A bola sobrou na entrada da área e John Kennedy não hesitou. Bateu de primeira, a bola desviou na marcação argentina e morreu no fundo da rede de Bolcato — 1 a 1, aos 46 minutos do segundo tempo, no Malvinas Argentinas, em Mendoza. Só na sequência o cenário ficou claro para quem assistia: o Fluminense havia acabado de salvar um ponto que, neste momento da tabela, pode valer uma sobrevivência.
O que os números dizem sobre John Kennedy em 2026
Não é a primeira vez que o camisa 9 tricolor opera esse tipo de salvamento. Este foi o segundo gol de John Kennedy nos acréscimos na temporada 2026 — um padrão que começa a ganhar contornos de identidade. O atacante, herói da final da Libertadores de 2023 contra o Boca Juniors, parece ter desenvolvido uma relação particular com o injury time: ele aparece quando o relógio já está contra o time.
No Grupo C da competição, o Fluminense soma agora dois pontos em quatro rodadas — lanterna absoluta da chave. O Independiente Rivadavia, que abriu o placar com Alex Arce aos 20 minutos do segundo tempo após cobrança de escanteio de Gómez, chegou a 10 pontos e garantiu classificação antecipada às oitavas de final. O empate simultâneo entre Deportivo La Guaira e Bolívar (1 a 1, na Venezuela) manteve os bolivianos em segundo, com cinco pontos, e os venezuelanos em terceiro, com três — o que significa que o Flu está a três pontos do G-2 faltando apenas duas rodadas.
"Um atacante que decide nos acréscimos é um atacante que entende o peso do momento — isso não se treina, se tem ou não se tem", observou um comentarista esportivo durante a transmissão ao vivo da partida.

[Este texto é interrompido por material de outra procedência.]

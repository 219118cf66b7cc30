//! Job requests and the per-job state owned by a worker thread.

use std::io::Read;

use populator_core::{Flags, OutputMode, SlotId};
use smallvec::SmallVec;

use crate::diag::Diagnostics;
use crate::error::JobError;
use crate::sink::RecordSink;
use crate::stream::{DiagnosticSink, InputSource};
use crate::tokenizer::{Tokenizer, TokenizerStats};

/// Inline storage for a delimiter; every common delimiter fits.
pub type Delimiter = SmallVec<[u8; 4]>;

/// Default record separator.
pub const DEFAULT_DELIMITER: &[u8] = b"\n";

/// Default key/value separator.
pub const DEFAULT_SUB_DELIMITER: &[u8] = b":";

/// Everything a caller supplies to start one ingestion job.
///
/// The stream handles are borrowed: submission duplicates them and the
/// caller keeps ownership of the originals.
pub struct JobRequest<'a> {
    /// Slot that runs the job.
    pub slot: SlotId,
    /// How records are written.
    pub mode: OutputMode,
    /// Name of the target store. Unused in [`OutputMode::Vars`].
    pub target: String,
    /// Record separator.
    pub delimiter: Delimiter,
    /// Key/value separator.
    pub sub_delimiter: Delimiter,
    /// Where records are read from.
    pub input: &'a dyn InputSource,
    /// Where diagnostics go, if anywhere.
    pub diagnostics: Option<&'a dyn DiagnosticSink>,
    /// Behaviour switches.
    pub flags: Flags,
}

impl<'a> JobRequest<'a> {
    /// A request with default delimiters, no diagnostics and no flags.
    pub fn new(
        slot: impl Into<SlotId>,
        mode: OutputMode,
        target: impl Into<String>,
        input: &'a dyn InputSource,
    ) -> Self {
        Self {
            slot: slot.into(),
            mode,
            target: target.into(),
            delimiter: Delimiter::from_slice(DEFAULT_DELIMITER),
            sub_delimiter: Delimiter::from_slice(DEFAULT_SUB_DELIMITER),
            input,
            diagnostics: None,
            flags: Flags::NONE,
        }
    }

    /// Replace the record separator.
    pub fn with_delimiter(mut self, delimiter: &[u8]) -> Self {
        self.delimiter = Delimiter::from_slice(delimiter);
        self
    }

    /// Replace the key/value separator.
    pub fn with_sub_delimiter(mut self, sub_delimiter: &[u8]) -> Self {
        self.sub_delimiter = Delimiter::from_slice(sub_delimiter);
        self
    }

    /// Send diagnostics to `sink`.
    pub fn with_diagnostics(mut self, sink: &'a dyn DiagnosticSink) -> Self {
        self.diagnostics = Some(sink);
        self
    }

    /// Set the behaviour switches.
    pub fn with_flags(mut self, flags: Flags) -> Self {
        self.flags = flags;
        self
    }
}

impl std::fmt::Debug for JobRequest<'_> {
    fn fmt(&self, f: &mut std::fmt::Formatter<'_>) -> std::fmt::Result {
        f.debug_struct("JobRequest")
            .field("slot", &self.slot)
            .field("mode", &self.mode)
            .field("target", &self.target)
            .field("delimiter", &String::from_utf8_lossy(&self.delimiter))
            .field("sub_delimiter", &String::from_utf8_lossy(&self.sub_delimiter))
            .field("has_diagnostics", &self.diagnostics.is_some())
            .field("flags", &self.flags)
            .finish()
    }
}

/// Outcome of one job, sent on the pool's report channel.
#[derive(Clone, Debug, PartialEq, Eq)]
pub struct JobReport {
    /// Slot that ran the job.
    pub slot: SlotId,
    /// Output mode of the job.
    pub mode: OutputMode,
    /// Target name as submitted.
    pub target: String,
    /// Tokenizer counters at termination.
    pub stats: TokenizerStats,
    /// `Err` if the job stopped before end of stream.
    pub result: Result<(), JobError>,
}

impl JobReport {
    /// Whether the job consumed its whole input.
    pub fn is_success(&self) -> bool {
        self.result.is_ok()
    }
}

/// A submitted job, owned by its worker thread from launch to exit.
///
/// Dropping it closes the duplicated streams and releases the
/// delimiter copies.
pub(crate) struct IngestJob {
    pub(crate) slot: SlotId,
    pub(crate) mode: OutputMode,
    pub(crate) target: String,
    pub(crate) input: Box<dyn Read + Send>,
    pub(crate) tokenizer: Tokenizer,
    pub(crate) sink: Box<dyn RecordSink>,
    pub(crate) diagnostics: Diagnostics,
}

impl IngestJob {
    /// Run the tokenizer to completion and report.
    pub(crate) fn run(self) -> JobReport {
        let IngestJob {
            slot,
            mode,
            target,
            mut input,
            mut tokenizer,
            mut sink,
            mut diagnostics,
        } = self;

        let result = tokenizer.run(&mut *input, &mut *sink, &mut diagnostics);
        let stats = tokenizer.stats();
        match &result {
            Ok(()) => {
                tracing::debug!(%slot, %mode, records = stats.records, "job finished");
            }
            Err(err) => {
                diagnostics.warn(format_args!("job stopped: {err}"));
            }
        }
        JobReport {
            slot,
            mode,
            target,
            stats,
            result,
        }
    }
}
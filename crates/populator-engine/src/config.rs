//! Pool and tokenizer configuration, validation, and error types.

use std::error::Error;
use std::fmt;

use populator_arena::ArenaConfig;

// ── TokenizerConfig ───────────────────────────────────────────────

/// Buffering parameters of the streaming tokenizer.
#[derive(Clone, Copy, Debug, PartialEq)]
pub struct TokenizerConfig {
    /// Upper bound on bytes requested from the input per read. Default: 5.
    pub chunk_size: usize,
    /// Initial buffer capacity in bytes. Default: 256.
    pub initial_capacity: usize,
    /// Multiplier applied to the capacity on each growth step. Default: 1.5.
    pub growth_factor: f64,
}

impl TokenizerConfig {
    /// Default bytes per read.
    pub const DEFAULT_CHUNK_SIZE: usize = 5;

    /// Default initial buffer capacity.
    pub const DEFAULT_INITIAL_CAPACITY: usize = 256;

    /// Default growth multiplier.
    pub const DEFAULT_GROWTH_FACTOR: f64 = 1.5;

    /// Check structural invariants.
    pub fn validate(&self) -> Result<(), ConfigError> {
        if self.chunk_size == 0 {
            return Err(ConfigError::ZeroChunkSize);
        }
        if self.initial_capacity == 0 {
            return Err(ConfigError::ZeroInitialCapacity);
        }
        if !self.growth_factor.is_finite() || self.growth_factor <= 1.0 {
            return Err(ConfigError::InvalidGrowthFactor {
                value: self.growth_factor,
            });
        }
        Ok(())
    }
}

impl Default for TokenizerConfig {
    fn default() -> Self {
        Self {
            chunk_size: Self::DEFAULT_CHUNK_SIZE,
            initial_capacity: Self::DEFAULT_INITIAL_CAPACITY,
            growth_factor: Self::DEFAULT_GROWTH_FACTOR,
        }
    }
}

// ── PoolConfig ────────────────────────────────────────────────────

/// Configuration for [`WorkerPool`](crate::pool::WorkerPool).
#[derive(Clone, Debug, PartialEq)]
pub struct PoolConfig {
    /// Number of execution slots. Default: [`PoolConfig::WORKER_COUNT`].
    pub worker_count: usize,
    /// Attempts made to duplicate a stream handle before giving up on a
    /// transient failure. Default: 8.
    pub dup_attempts: u32,
    /// Prefix of worker thread names; the slot id is appended.
    pub thread_name_prefix: String,
    /// Tokenizer buffering.
    pub tokenizer: TokenizerConfig,
    /// Arena shared by every job and store of the pool.
    pub arena: ArenaConfig,
}

impl PoolConfig {
    /// Default number of slots.
    pub const WORKER_COUNT: usize = 16;

    /// Default duplication attempts.
    pub const DEFAULT_DUP_ATTEMPTS: u32 = 8;

    /// Check structural invariants.
    pub fn validate(&self) -> Result<(), ConfigError> {
        if self.worker_count == 0 {
            return Err(ConfigError::ZeroWorkers);
        }
        if self.dup_attempts == 0 {
            return Err(ConfigError::ZeroDupAttempts);
        }
        self.tokenizer.validate()
    }
}

impl Default for PoolConfig {
    fn default() -> Self {
        Self {
            worker_count: Self::WORKER_COUNT,
            dup_attempts: Self::DEFAULT_DUP_ATTEMPTS,
            thread_name_prefix: "populator-worker".into(),
            tokenizer: TokenizerConfig::default(),
            arena: ArenaConfig::default(),
        }
    }
}

// ── ConfigError ───────────────────────────────────────────────────

/// Errors detected by [`PoolConfig::validate`] and
/// [`TokenizerConfig::validate`].
#[derive(Clone, Debug, PartialEq)]
pub enum ConfigError {
    /// The pool has no slots.
    ZeroWorkers,
    /// Stream duplication would never be attempted.
    ZeroDupAttempts,
    /// Reads of zero bytes cannot make progress.
    ZeroChunkSize,
    /// The tokenizer buffer would start empty.
    ZeroInitialCapacity,
    /// The record delimiter is empty.
    EmptyDelimiter,
    /// Growth factor is NaN, infinite, or not greater than one.
    InvalidGrowthFactor {
        /// The invalid value.
        value: f64,
    },
}

impl fmt::Display for ConfigError {
    fn fmt(&self, f: &mut fmt::Formatter<'_>) -> fmt::Result {
        match self {
            Self::ZeroWorkers => write!(f, "worker_count must be at least 1"),
            Self::ZeroDupAttempts => write!(f, "dup_attempts must be at least 1"),
            Self::ZeroChunkSize => write!(f, "chunk_size must be at least 1"),
            Self::ZeroInitialCapacity => write!(f, "initial_capacity must be at least 1"),
            Self::EmptyDelimiter => write!(f, "record delimiter must not be empty"),
            Self::InvalidGrowthFactor { value } => {
                write!(f, "growth_factor must be finite and > 1.0, got {value}")
            }
        }
    }
}

impl Error for ConfigError {}
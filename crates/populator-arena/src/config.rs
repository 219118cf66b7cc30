//! Arena configuration parameters.

use std::sync::Arc;

use crate::backend::{AllocBackend, BudgetBackend, SystemBackend};

/// Configuration for the arena allocator.
#[derive(Clone, Debug, Default, PartialEq, Eq)]
pub struct ArenaConfig {
    /// Upper bound on live bytes across all blocks of the arena.
    ///
    /// `None` (the default) delegates straight to the system allocator.
    /// `Some(n)` installs a [`BudgetBackend`] that refuses any request
    /// which would push the live total past `n`.
    pub max_bytes: Option<usize>,
}

impl ArenaConfig {
    /// Unbounded arena backed by the system allocator.
    pub fn unbounded() -> Self {
        Self { max_bytes: None }
    }

    /// Arena capped at `max_bytes` live bytes.
    pub fn with_budget(max_bytes: usize) -> Self {
        Self {
            max_bytes: Some(max_bytes),
        }
    }

    /// Build the backend this configuration describes.
    pub fn backend(&self) -> Arc<dyn AllocBackend> {
        match self.max_bytes {
            None => Arc::new(SystemBackend),
            Some(limit) => Arc::new(BudgetBackend::new(limit)),
        }
    }
}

Uma noite de posse estéril e bolas paradas argentinas
O Fluminense controlou a bola no primeiro tempo — chegou a registrar 73% de posse — mas não converteu esse domínio territorial em chances reais. O Rivadavia, por sua vez, funcionou como bons times argentinos costumam funcionar: confortável no pressing médio, letal nas bolas paradas. Aos 11 minutos, Arce já havia acertado o travessão de Fábio de cabeça. O goleiro tricolor ainda precisou fazer ao menos duas defesas de alta dificuldade antes do intervalo, incluindo uma cabeçada à queima-roupa de Florentín.
Há algo de muito familiar nesse padrão para quem acompanhou o futebol europeu recentemente. O Rivadavia joga com uma clareza tática que lembra os times de Simeone no Atlético de Madrid — não o gegenpressing de alta intensidade do Klopp, mas aquele bloco baixo-médio que sufoca o adversário nas transições e explora bola parada com precisão cirúrgica. O Fluminense de Zubeldía, ao contrário, teve 73% da bola sem criar perigo real, o que no vocabulário tático europeu se chama simplesmente de sterile possession.
Na segunda etapa, Zubeldía promoveu entradas decisivas: Soteldo, Alisson, John Kennedy e Kevin Serna. A mudança alterou o perfil ofensivo do time. Soteldo passou a levar vantagem na ponta, empurrando o Rivadavia para trás, e criou o ambiente de pressão que resultou na sobra aproveitada por Kennedy. Antes do gol do empate, Canobbio desperdiçou chance cara a cara com o goleiro aos 32 minutos, e Costa ainda acertou o travessão tricolor aos 35, quase decretando a derrota.
O que o Fluminense precisa para ainda avançar
A matemática ainda permite a classificação, mas exige combinações que qualquer torcedor tricolor preferiria não depender. Com dois pontos e duas rodadas restantes, o Fluminense precisa vencer as duas partidas que faltam e torcer por tropeços do Bolívar — que está em segundo com cinco pontos — e do La Guaira, terceiro com três. A margem para erro é zero.

Lucho Acosta, que retornou de lesão no joelho para este jogo e foi o autor de quase todas as jogadas criativas do Fluminense segundo o relato do Lance!, representa a principal boa notícia da noite. O meia argentino deu ao time uma conexão entre linhas que estava ausente nas rodadas anteriores, e sua presença muda a leitura tática de Zubeldía para os próximos jogos. Martinelli segue lesionado e Bernal cumpriu suspensão — variáveis que pesaram na construção do time diante do Rivadavia.
Antes de pensar na Libertadores, o Fluminense volta ao Brasileirão. O time de Zubeldía, terceiro colocado na liga nacional, recebe o Vitória no sábado (9), às 18h (de Brasília), no Maracanã. Vale marcar na agenda — a forma como o Flu entra nesse jogo, especialmente com Lucho Acosta disponível, vai dizer muito sobre o estado real do elenco antes das rodadas decisivas na Libertadores.